Several satisfied customers had contacted Solex Limited (of the Solex Works, 223-231 Marylebone Road, London), expressing their great pleasure in owning a Thermostarter fitted to their car(s)...
"Re the new Solex fitted to my Austin Seven, the ease of starting is a revelation to me and petrol consumption nearly 54 miles per gallon."
"With reference to the new Solex fitted to my Hillman Wizard. It starts from dead cold at the first touch of the electric starter. Winter ceases to have any terrors. Your Easy-Starting Carburettor is so simple and so practicable. I am making some petrol consumption tests and can say already that there is a distinct saving in fuel."
"The new Solex on my 12 h.p. Austin is most satisfactory; the starting from cold far better than any carburettor of my experience. There is no spitting back afterwards; one can drive the car away directly after starting. Plenty of power - more miles per gallon."

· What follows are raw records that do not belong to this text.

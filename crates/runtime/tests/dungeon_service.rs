//! Session-level behavior of the runtime: floor transitions, move
//! validation, instance lifetime and broadcasts.
use game_core::{
    AttackKind, AttackRequest, DungeonSnapshot, InstanceError, MoveOutcome, PlayerId,
    PlayerProfile, Tile, Vec2,
};
use runtime::{
    DungeonEvent, DungeonHandle, Event, Runtime, RuntimeConfig, RuntimeError, SessionEvent, Topic,
};

fn start(seed: u64) -> Runtime {
    Runtime::start(RuntimeConfig::default().with_tick_rate(0).with_seed(seed))
}

async fn connected(handle: &DungeonHandle, name: &str) -> PlayerId {
    let player = PlayerId::new(name);
    handle
        .connect(player.clone(), PlayerProfile::default())
        .await
        .unwrap();
    player
}

fn tackle() -> AttackRequest {
    AttackRequest {
        move_name: "tackle".into(),
        kind: AttackKind::Direct,
        damage: 10,
        range: 60.0,
    }
}

/// Top-left of a 2x2 floor block, offset so the player box stays inside it.
fn open_position(snapshot: &DungeonSnapshot) -> Vec2 {
    let tiles = &snapshot.tiles;
    let size = snapshot.tile_size as f32;
    for y in 0..tiles.len().saturating_sub(1) {
        for x in 0..tiles[y].len().saturating_sub(1) {
            let open = [(x, y), (x + 1, y), (x, y + 1), (x + 1, y + 1)]
                .iter()
                .all(|&(cx, cy)| tiles[cy][cx] == Tile::Floor);
            if open {
                return Vec2::new(x as f32 * size + 10.0, y as f32 * size + 10.0);
            }
        }
    }
    panic!("generated floor has no 2x2 open area");
}

#[tokio::test]
async fn attack_on_previous_floor_is_rejected_after_next_floor() {
    let runtime = start(7);
    let handle = runtime.handle();
    let alice = connected(&handle, "alice").await;

    let first = handle.enter_dungeon(&alice, 1).await.unwrap();
    let second = handle.next_floor(&alice).await.unwrap();
    assert_eq!(second.floor, 2);
    assert_ne!(first.instance_id, second.instance_id);

    let err = handle
        .attack(&alice, first.instance_id, tackle())
        .await
        .unwrap_err();
    match &err {
        RuntimeError::StaleInstance {
            requested, bound, ..
        } => {
            assert_eq!(*requested, first.instance_id);
            assert_eq!(*bound, Some(second.instance_id));
        }
        other => panic!("expected stale instance, got {other:?}"),
    }
    assert!(err.is_recoverable());

    handle
        .attack(&alice, second.instance_id, tackle())
        .await
        .unwrap();

    // the first floor lost its only player
    assert_eq!(handle.instance_count().await, 1);
    runtime.shutdown().await.unwrap();
}

#[tokio::test]
async fn enter_dungeon_places_player_on_walkable_spawn() {
    let runtime = start(11);
    let handle = runtime.handle();
    let alice = connected(&handle, "alice").await;

    let entered = handle.enter_dungeon(&alice, 1).await.unwrap();
    let snapshot = &entered.snapshot;
    let tile_size = snapshot.tile_size as f32;
    let (tx, ty) = (
        (entered.spawn.x / tile_size) as usize,
        (entered.spawn.y / tile_size) as usize,
    );

    assert_eq!(snapshot.instance_id, entered.instance_id);
    assert_eq!(snapshot.tiles[ty][tx], Tile::Floor);
    assert!(snapshot.explored[ty][tx]);
    assert_eq!(handle.binding(&alice).await, Some(entered.instance_id));

    runtime.shutdown().await.unwrap();
}

#[tokio::test]
async fn rejected_move_reverts_and_accepted_move_is_broadcast() {
    let runtime = start(3);
    let handle = runtime.handle();
    let alice = connected(&handle, "alice").await;
    let entered = handle.enter_dungeon(&alice, 1).await.unwrap();
    let mut session = handle.subscribe(Topic::Session);

    let outcome = handle
        .player_move(&alice, -400.0, -400.0, -1.0, 0.0)
        .await
        .unwrap();
    assert_eq!(
        outcome,
        MoveOutcome::Rejected {
            authoritative: entered.spawn
        }
    );

    let target = open_position(&entered.snapshot);
    let outcome = handle
        .player_move(&alice, target.x, target.y, 1.0, 0.0)
        .await
        .unwrap();
    assert!(matches!(outcome, MoveOutcome::Accepted { position, .. } if position == target));

    match session.recv().await.unwrap() {
        Event::Session(SessionEvent::PlayerMoved {
            player,
            instance,
            position,
            ..
        }) => {
            assert_eq!(player, alice);
            assert_eq!(instance, Some(entered.instance_id));
            assert_eq!(position, target);
        }
        other => panic!("unexpected event {other:?}"),
    }

    runtime.shutdown().await.unwrap();
}

#[tokio::test]
async fn hub_moves_are_accepted_without_validation() {
    let runtime = start(1);
    let handle = runtime.handle();
    let alice = connected(&handle, "alice").await;

    let outcome = handle
        .player_move(&alice, -5.0, 12345.0, 0.0, 1.0)
        .await
        .unwrap();

    assert!(matches!(outcome, MoveOutcome::Accepted { .. }));
    assert_eq!(
        handle.hub_position(&alice).await,
        Some(Vec2::new(-5.0, 12345.0))
    );
    runtime.shutdown().await.unwrap();
}

#[tokio::test]
async fn exit_returns_to_hub_and_releases_the_instance() {
    let runtime = start(5);
    let handle = runtime.handle();
    let alice = connected(&handle, "alice").await;
    let entered = handle.enter_dungeon(&alice, 1).await.unwrap();

    let exit = handle.exit_dungeon(&alice).await.unwrap();

    assert_eq!(exit.hub_spawn, Vec2::new(500.0, 500.0));
    assert_eq!(handle.binding(&alice).await, None);
    assert_eq!(handle.instance_count().await, 0);
    assert!(matches!(
        handle.attack(&alice, entered.instance_id, tackle()).await,
        Err(RuntimeError::StaleInstance { bound: None, .. })
    ));
    assert!(matches!(
        handle.exit_dungeon(&alice).await,
        Err(RuntimeError::NotInDungeon(_))
    ));
    assert!(matches!(
        handle.next_floor(&alice).await,
        Err(RuntimeError::NotInDungeon(_))
    ));

    runtime.shutdown().await.unwrap();
}

#[tokio::test]
async fn shared_instance_lives_until_its_last_player_leaves() {
    let runtime = start(9);
    let handle = runtime.handle();
    let alice = connected(&handle, "alice").await;
    let bob = connected(&handle, "bob").await;

    let id = handle.create_dungeon(4).await.unwrap();
    let joined = handle.join_dungeon(&alice, id).await.unwrap();
    handle.join_dungeon(&bob, id).await.unwrap();
    assert_eq!(joined.floor, 4);
    assert_eq!(handle.players_in(id).await.map(|p| p.len()), Some(2));

    handle.exit_dungeon(&alice).await.unwrap();
    assert_eq!(handle.players_in(id).await, Some(vec![bob.clone()]));

    handle.disconnect(&bob).await.unwrap();
    assert_eq!(handle.players_in(id).await, None);
    assert_eq!(handle.instance_count().await, 0);
    assert!(matches!(
        handle.join_dungeon(&alice, id).await,
        Err(RuntimeError::UnknownInstance(missing)) if missing == id
    ));

    runtime.shutdown().await.unwrap();
}

#[tokio::test]
async fn unjoined_instances_expire_after_the_unclaimed_ttl() {
    let runtime = Runtime::start(
        RuntimeConfig::default()
            .with_tick_rate(0)
            .with_seed(5)
            .with_unclaimed_ttl(2),
    );
    let handle = runtime.handle();
    let alice = connected(&handle, "alice").await;

    for _ in 0..5 {
        handle.create_dungeon(1).await.unwrap();
    }
    let kept = handle.create_dungeon(2).await.unwrap();
    handle.join_dungeon(&alice, kept).await.unwrap();
    assert_eq!(handle.instance_count().await, 6);

    let mut dungeon = handle.subscribe(Topic::Dungeon);
    assert_eq!(handle.tick().await.unwrap(), 6);
    assert_eq!(handle.instance_count().await, 6);

    assert_eq!(handle.tick().await.unwrap(), 6);
    assert_eq!(handle.instance_count().await, 1);
    assert_eq!(handle.players_in(kept).await, Some(vec![alice.clone()]));

    let mut removed = 0;
    while let Ok(event) = dungeon.try_recv() {
        if let Event::Dungeon(DungeonEvent::InstanceRemoved { instance }) = event {
            assert_ne!(instance, kept);
            removed += 1;
        }
    }
    assert_eq!(removed, 5);

    for _ in 0..3 {
        handle.tick().await.unwrap();
    }
    assert_eq!(handle.binding(&alice).await, Some(kept));
    handle.exit_dungeon(&alice).await.unwrap();
    assert_eq!(handle.instance_count().await, 0);

    runtime.shutdown().await.unwrap();
}

#[tokio::test]
async fn out_of_range_profile_level_is_rejected_at_connect() {
    let runtime = start(17);
    let handle = runtime.handle();
    let alice = connected(&handle, "alice").await;
    let entered = handle.enter_dungeon(&alice, 1).await.unwrap();

    let mallory = PlayerId::new("mallory");
    let profile = PlayerProfile {
        level: u32::MAX,
        ..PlayerProfile::default()
    };
    let err = handle.connect(mallory.clone(), profile).await.unwrap_err();
    assert!(matches!(
        err,
        RuntimeError::Instance(InstanceError::InvalidLevel { level: u32::MAX, .. })
    ));
    assert!(err.is_recoverable());

    assert!(matches!(
        handle.join_dungeon(&mallory, entered.instance_id).await,
        Err(RuntimeError::UnknownPlayer(_))
    ));
    let snapshot = handle
        .dungeon_state(&alice, entered.instance_id)
        .await
        .unwrap();
    assert_eq!(snapshot.instance_id, entered.instance_id);
    assert_eq!(handle.tick().await.unwrap(), 1);

    runtime.shutdown().await.unwrap();
}

#[tokio::test]
async fn tick_pushes_an_update_to_each_bound_player() {
    let runtime = start(21);
    let handle = runtime.handle();
    let alice = connected(&handle, "alice").await;
    let bob = connected(&handle, "bob").await;
    let id = handle.create_dungeon(1).await.unwrap();
    handle.join_dungeon(&alice, id).await.unwrap();
    handle.join_dungeon(&bob, id).await.unwrap();

    let mut dungeon = handle.subscribe(Topic::Dungeon);
    assert_eq!(handle.tick().await.unwrap(), 1);

    let mut recipients = Vec::new();
    while let Ok(event) = dungeon.try_recv() {
        if let Event::Dungeon(DungeonEvent::Update { player, update }) = event {
            assert_eq!(update.instance_id, id);
            recipients.push(player);
        }
    }
    recipients.sort();
    assert_eq!(recipients, vec![alice, bob]);

    runtime.shutdown().await.unwrap();
}

#[tokio::test]
async fn requests_from_unknown_players_are_rejected() {
    let runtime = start(2);
    let handle = runtime.handle();
    let ghost = PlayerId::new("ghost");

    let err = handle.enter_dungeon(&ghost, 1).await.unwrap_err();
    assert!(matches!(err, RuntimeError::UnknownPlayer(_)));
    assert!(err.is_recoverable());
    assert!(matches!(
        handle.player_move(&ghost, 0.0, 0.0, 0.0, 0.0).await,
        Err(RuntimeError::UnknownPlayer(_))
    ));
    assert!(matches!(
        handle.disconnect(&ghost).await,
        Err(RuntimeError::UnknownPlayer(_))
    ));
    assert_eq!(handle.instance_count().await, 0);

    runtime.shutdown().await.unwrap();
}

#[tokio::test]
async fn vitals_are_mirrored_only_inside_a_dungeon() {
    let runtime = start(4);
    let handle = runtime.handle();
    let alice = connected(&handle, "alice").await;

    assert!(matches!(
        handle.report_vitals(&alice, 10, 20).await,
        Err(RuntimeError::NotInDungeon(_))
    ));

    handle.enter_dungeon(&alice, 1).await.unwrap();
    let vitals = handle.report_vitals(&alice, 30, 20).await.unwrap();
    assert_eq!((vitals.current_hp, vitals.max_hp), (20, 20));

    runtime.shutdown().await.unwrap();
}

#[tokio::test]
async fn same_seed_reproduces_the_same_floor() {
    let first = start(1234);
    let second = start(1234);
    let a = connected(&first.handle(), "alice").await;
    let b = connected(&second.handle(), "alice").await;

    let left = first.handle().enter_dungeon(&a, 3).await.unwrap();
    let right = second.handle().enter_dungeon(&b, 3).await.unwrap();

    assert_eq!(left.snapshot.tiles, right.snapshot.tiles);
    assert_eq!(left.snapshot.ladder, right.snapshot.ladder);
    assert_eq!(left.spawn, right.spawn);

    first.shutdown().await.unwrap();
    second.shutdown().await.unwrap();
}

#[tokio::test]
async fn payloads_serialize_with_snake_case_tags() {
    let runtime = start(8);
    let handle = runtime.handle();
    let alice = connected(&handle, "alice").await;
    let entered = handle.enter_dungeon(&alice, 1).await.unwrap();

    let json = serde_json::to_value(&entered).unwrap();
    assert_eq!(json["floor"], 1);
    assert!(json["spawn"]["x"].is_number());
    assert!(json["snapshot"]["tiles"].is_array());
    assert!(json["snapshot"]["explored"].is_array());

    let rejected = MoveOutcome::Rejected {
        authoritative: Vec2::new(1.0, 2.0),
    };
    let json = serde_json::to_value(&rejected).unwrap();
    assert_eq!(json["status"], "rejected");

    let event = Event::from(SessionEvent::LeftDungeon {
        player: alice,
        instance: entered.instance_id,
    });
    let json = serde_json::to_value(&event).unwrap();
    assert_eq!(json["topic"], "session");
    assert_eq!(json["event"]["type"], "left_dungeon");

    runtime.shutdown().await.unwrap();
}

"I have tried out your new Solex .... it is an amazing device, and I think you are too modest in your published claims for it. My starting troubles have entirely disappeared, and is still amazes me that my engine, which was previously definitely sluggish, should start so easily, and drive away without any signs of spitting or any other sluggish movement."
A motorist in his car
A hardy pre-war motorist driving his Solex-equipped open tourer during the winter months.
If the reader still needed convincing of this product's merits, then Solex could also offer a free trial - "Solex carburettors are supplied for any make of car on 30 days free trial without obligation to purchase - Your usual garage can supply you". And if that wasn't enough to get you hot-footing it down to your nearest motor garage, the company would also ".. make generous allowances for old Solex & carburettors of other makes". What more could 30s' motorist want? Further details could be obtained from the Solex Works in London, either in writing, by telephone, or by telegram (Solexcarb, Edge, London). Were these carbs really such a boon in the winter months, and was it that reliable? I'd be interested to hear from anyone who used, or uses, a Thermostarter on their pre-war car.